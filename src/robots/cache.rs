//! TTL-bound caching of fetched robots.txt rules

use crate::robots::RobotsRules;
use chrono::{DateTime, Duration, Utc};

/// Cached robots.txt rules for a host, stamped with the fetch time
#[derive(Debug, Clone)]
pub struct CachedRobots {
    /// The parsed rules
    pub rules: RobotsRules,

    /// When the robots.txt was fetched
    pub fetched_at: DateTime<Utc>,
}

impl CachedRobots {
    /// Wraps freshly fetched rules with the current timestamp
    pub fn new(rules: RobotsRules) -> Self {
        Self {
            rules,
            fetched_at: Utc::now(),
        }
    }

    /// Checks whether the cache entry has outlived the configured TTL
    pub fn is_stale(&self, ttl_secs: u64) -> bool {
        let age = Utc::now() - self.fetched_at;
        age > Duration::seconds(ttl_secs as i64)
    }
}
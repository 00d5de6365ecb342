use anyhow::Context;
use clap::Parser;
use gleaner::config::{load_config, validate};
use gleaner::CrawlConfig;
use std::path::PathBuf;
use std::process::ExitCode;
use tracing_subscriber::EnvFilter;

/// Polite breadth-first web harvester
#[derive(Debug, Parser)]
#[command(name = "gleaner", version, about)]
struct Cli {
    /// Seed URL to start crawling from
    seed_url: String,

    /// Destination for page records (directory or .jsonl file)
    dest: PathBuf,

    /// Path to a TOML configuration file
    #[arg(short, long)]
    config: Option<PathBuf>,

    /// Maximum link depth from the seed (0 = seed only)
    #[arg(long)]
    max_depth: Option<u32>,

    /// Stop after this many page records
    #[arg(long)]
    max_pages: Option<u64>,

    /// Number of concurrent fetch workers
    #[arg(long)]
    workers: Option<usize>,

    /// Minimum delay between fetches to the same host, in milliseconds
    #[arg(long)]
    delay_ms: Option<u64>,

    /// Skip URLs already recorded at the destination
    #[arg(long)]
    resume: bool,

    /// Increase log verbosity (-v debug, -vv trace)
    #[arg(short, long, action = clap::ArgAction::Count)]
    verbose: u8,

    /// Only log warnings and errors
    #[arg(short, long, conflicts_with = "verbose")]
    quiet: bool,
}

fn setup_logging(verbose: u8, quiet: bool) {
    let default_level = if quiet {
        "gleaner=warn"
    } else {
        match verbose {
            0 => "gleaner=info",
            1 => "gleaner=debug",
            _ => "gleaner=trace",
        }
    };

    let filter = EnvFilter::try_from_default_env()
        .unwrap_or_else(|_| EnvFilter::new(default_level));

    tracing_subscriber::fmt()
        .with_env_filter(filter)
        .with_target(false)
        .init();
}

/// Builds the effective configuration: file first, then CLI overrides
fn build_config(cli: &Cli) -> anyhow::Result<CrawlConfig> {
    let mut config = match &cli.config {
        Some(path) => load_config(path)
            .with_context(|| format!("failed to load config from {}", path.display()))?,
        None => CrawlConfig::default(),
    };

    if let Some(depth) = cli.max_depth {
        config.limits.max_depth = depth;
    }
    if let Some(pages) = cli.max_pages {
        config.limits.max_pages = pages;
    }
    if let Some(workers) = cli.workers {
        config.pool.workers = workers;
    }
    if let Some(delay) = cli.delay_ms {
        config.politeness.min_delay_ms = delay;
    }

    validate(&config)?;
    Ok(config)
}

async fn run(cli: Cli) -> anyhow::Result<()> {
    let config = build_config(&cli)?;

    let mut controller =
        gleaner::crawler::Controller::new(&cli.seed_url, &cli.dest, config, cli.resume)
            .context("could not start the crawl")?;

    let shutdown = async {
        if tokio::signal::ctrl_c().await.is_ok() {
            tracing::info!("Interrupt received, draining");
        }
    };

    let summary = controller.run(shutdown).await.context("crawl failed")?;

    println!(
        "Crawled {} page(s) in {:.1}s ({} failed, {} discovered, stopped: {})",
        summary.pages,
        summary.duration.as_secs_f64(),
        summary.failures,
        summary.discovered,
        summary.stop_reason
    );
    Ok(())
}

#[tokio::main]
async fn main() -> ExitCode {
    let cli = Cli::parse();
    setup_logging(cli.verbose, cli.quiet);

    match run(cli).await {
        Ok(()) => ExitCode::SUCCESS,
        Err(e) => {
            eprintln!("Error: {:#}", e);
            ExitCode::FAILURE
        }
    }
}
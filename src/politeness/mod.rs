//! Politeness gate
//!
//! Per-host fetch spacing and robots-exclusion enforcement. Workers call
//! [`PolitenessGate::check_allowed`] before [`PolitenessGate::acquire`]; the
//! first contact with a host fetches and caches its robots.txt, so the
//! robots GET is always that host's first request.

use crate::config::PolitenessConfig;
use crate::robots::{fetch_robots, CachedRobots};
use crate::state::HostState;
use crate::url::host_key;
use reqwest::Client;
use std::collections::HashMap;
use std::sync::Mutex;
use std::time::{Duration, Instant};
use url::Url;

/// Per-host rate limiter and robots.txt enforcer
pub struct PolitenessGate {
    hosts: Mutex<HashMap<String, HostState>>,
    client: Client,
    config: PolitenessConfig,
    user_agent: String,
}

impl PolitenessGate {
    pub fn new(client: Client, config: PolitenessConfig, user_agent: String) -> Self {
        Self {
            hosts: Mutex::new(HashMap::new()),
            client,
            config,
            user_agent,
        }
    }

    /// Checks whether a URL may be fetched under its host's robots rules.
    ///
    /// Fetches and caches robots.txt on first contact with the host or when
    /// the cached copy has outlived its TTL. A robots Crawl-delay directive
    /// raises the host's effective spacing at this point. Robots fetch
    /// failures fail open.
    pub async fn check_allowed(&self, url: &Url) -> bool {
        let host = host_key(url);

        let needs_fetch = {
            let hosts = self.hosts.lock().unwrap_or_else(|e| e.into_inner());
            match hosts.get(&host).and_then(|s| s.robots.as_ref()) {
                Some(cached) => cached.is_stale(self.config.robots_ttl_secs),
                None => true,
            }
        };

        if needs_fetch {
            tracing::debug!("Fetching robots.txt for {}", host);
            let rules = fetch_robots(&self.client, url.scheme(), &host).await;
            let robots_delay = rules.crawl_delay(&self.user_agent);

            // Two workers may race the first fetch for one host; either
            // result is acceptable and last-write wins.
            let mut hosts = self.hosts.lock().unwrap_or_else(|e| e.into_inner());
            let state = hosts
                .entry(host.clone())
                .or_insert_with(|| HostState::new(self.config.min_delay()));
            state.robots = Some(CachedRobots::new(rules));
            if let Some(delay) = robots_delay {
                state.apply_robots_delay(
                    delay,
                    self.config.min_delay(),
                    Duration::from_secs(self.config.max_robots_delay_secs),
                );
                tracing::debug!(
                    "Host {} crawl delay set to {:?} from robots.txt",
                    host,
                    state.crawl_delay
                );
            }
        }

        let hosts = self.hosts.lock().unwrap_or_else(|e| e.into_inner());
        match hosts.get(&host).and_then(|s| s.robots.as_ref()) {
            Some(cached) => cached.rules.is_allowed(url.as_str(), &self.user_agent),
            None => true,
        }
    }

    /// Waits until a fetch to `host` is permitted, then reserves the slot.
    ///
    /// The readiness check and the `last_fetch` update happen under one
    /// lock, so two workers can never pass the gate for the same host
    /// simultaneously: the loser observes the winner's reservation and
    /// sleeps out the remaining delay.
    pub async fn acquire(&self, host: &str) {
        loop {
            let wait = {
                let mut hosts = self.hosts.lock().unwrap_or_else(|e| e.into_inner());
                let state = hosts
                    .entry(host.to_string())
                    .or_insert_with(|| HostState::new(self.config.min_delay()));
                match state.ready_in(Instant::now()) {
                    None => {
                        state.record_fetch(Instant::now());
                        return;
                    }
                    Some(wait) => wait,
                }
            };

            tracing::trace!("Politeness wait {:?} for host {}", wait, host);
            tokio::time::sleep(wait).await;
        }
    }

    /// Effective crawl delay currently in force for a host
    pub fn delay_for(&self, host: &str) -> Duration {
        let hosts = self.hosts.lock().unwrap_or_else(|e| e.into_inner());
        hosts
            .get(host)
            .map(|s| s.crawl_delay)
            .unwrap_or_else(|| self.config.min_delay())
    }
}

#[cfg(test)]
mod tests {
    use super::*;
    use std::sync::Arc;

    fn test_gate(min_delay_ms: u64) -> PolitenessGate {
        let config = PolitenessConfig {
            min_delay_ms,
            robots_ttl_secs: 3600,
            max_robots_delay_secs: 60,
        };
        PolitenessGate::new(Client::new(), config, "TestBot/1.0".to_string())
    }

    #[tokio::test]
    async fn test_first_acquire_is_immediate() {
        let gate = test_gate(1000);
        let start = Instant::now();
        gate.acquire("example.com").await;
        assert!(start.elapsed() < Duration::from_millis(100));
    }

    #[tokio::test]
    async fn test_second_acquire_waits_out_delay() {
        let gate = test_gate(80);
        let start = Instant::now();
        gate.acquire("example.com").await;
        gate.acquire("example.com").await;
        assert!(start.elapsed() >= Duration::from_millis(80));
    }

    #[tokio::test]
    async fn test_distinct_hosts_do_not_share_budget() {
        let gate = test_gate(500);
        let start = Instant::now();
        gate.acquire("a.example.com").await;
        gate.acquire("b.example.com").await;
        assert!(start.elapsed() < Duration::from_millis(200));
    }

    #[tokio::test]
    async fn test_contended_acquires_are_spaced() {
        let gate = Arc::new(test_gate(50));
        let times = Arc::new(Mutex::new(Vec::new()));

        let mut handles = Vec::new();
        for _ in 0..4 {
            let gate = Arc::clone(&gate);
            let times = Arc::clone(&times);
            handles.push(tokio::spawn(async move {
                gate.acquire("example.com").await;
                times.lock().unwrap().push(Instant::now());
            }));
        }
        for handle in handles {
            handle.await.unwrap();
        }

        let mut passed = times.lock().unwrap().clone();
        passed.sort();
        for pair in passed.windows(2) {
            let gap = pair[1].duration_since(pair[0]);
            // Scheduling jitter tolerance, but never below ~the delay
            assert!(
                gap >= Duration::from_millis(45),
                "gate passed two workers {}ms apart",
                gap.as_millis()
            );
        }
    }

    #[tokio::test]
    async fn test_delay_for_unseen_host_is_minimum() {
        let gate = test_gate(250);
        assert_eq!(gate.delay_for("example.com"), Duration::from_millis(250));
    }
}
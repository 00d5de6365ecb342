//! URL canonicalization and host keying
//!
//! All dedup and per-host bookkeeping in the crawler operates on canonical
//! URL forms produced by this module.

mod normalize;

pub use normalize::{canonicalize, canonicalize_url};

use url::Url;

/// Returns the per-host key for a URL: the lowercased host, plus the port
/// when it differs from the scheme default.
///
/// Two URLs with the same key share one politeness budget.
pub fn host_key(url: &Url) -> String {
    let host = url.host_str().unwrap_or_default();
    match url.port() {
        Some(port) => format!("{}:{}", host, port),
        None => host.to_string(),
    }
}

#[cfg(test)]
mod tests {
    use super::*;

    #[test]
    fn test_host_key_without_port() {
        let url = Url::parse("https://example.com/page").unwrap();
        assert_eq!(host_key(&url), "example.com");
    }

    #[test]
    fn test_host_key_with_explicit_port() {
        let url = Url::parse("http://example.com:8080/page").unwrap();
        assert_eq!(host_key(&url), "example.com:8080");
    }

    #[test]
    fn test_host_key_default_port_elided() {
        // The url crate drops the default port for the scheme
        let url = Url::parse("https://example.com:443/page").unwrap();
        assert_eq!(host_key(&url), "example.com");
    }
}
****************
## What you need to do:
In the entries above, identify each line that includes the string "HostState", then copy it.

## Written reply:
use crate::state::HostState;
    hosts: Mutex<HashMap<String, HostState>>,
                .or_insert_with(|| HostState::new(self.config.min_delay()));
                    .or_insert_with(|| HostState::new(self.config.min_delay()));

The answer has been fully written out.